Saturday, April 4, 2015

Holy Saturday

        It is the day in between the crucifixion and what we know to be the resurrection.  It is a day in our church without a service and just waiting.

     The gospel writers describe the task of dealing with the body - taking it down from the cross, In John it is Joseph of Arimethea and Nicodemus together:

"so he came and removed his body. Nicodemus, who had at first come to Jesus by night, also came, bringing a mixture of myrrh and aloes, weighing about a hundred pounds. They took the body of Jesus and wrapped it with the spices in linen cloths, according to the burial custom of the Jews. Now there was a garden in the place where he was crucified, and in the garden there was a new tomb in which no one had ever been laid."

And for these people and the disciples, there was no waiting for the resurrection.  There was only darkness and hopelessness and despair.  He was gone and all that is left is a body. That was their perspective.  But in the darkness of the tomb God was doing something that we cannot understand. The empty, dark, seemingly hopeless times of waiting are not without God's presence and activity.
That is what I think about on this Holy Saturday.

I am not going to look forward to Sunday but I will be here and wonder  and wait.  I received an email this morning from Jim wishing me and my clergy friends a Happy Easter and he named our situations.  There are 5 of us who have been meeting monthly in prayer and support of each other's ministries for a couple of years now.  For Roger and Alan, this is their last Easter in their respective churches as they each go in a month or so to fulfill new calls.  For me this is my first Easter with no ministerial responsibilities.   Leaving a church is a kind of death on so many levels. It leads to a time like this -  waiting in the darkness.

Barbara Brown Taylor writes: "Whatever happened to Jesus between Saturday and Sunday, it happened in the dark, with the smell of damp stone and dug earth in the air.  It happened where no one but him could talk about it later, and he did not talk about it ---at least not so anyone could explain it to anyone else.  
That is what Holy Saturday has taught me about being Christian.  Between the great dramas of life, there is almost always a time of empty waiting - with nothing to do and no church service to help - a time when it is necessary to come up with your own words and see how they sound with no other sounds to cover them up. "

Of course, Holy Saturday for us is so different from the way it was for the women at the tomb, Nicodemus, Joseph and the disciples.  We know the end of the story.  But that does not mean that we don't - each of us - have our own versions of Holy Saturday in our own lives.  There are - because of the constancy of change - situations that seem like deaths and it is so easy for  despair will follow. 
Today is a day to acknowledge the darkness but at the same time remember the power of God's constant love and activity in our lives and in the world.

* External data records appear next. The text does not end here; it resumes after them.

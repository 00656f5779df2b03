//! Trading strategy implementation.
//!
//! Contains the core logic for:
//! - Turning news leads into priced candidates
//! - Normalizing spreads into a cash allocation
//! - Sizing positions and placing bracket orders

mod allocator;
mod analyst;
mod executor;
mod sizer;

pub use allocator::{
    correct_allocate_percentages, percentage_map, Allocation, AllocationError, DOMINANCE_FACTOR,
};
pub use analyst::{by_ticker, Analyst, Candidate};
pub use executor::{bracket_for, OrderExecutor, OrderRejection, Placement};
pub use sizer::{OrderPlan, PositionSizer};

Here is a poem for this day by Jan Richardson:

Therefore I will Hope
A Blessing for Holy Saturday

I have no cause
to linger beside
this place of death

no reason
to keep vigil
where life has left

and yet I cannot go,
cannot bring myself
to cleave myself
from here

can only pray
that this waiting
might yet be a blessing
and this grieving
and this stone
yet a blessing
and this silence
yet a blessing
still.

1 comment:

Kay McGlinchey said...

Thank you Margot. It is so good to hear your voice. I miss you. I continue to live into this "unknowing" and am doing better. It is Easter morning and a difficult one for me. I missed my first Easter last year because of illness and now I am enjoying it at home in the sunlight of this Easter morning and the birds fluttering at the feeder. It is different but it is good. Seeing and experiencing God in new ways. There is light in the darkness to be sure. Blessings to you my friend.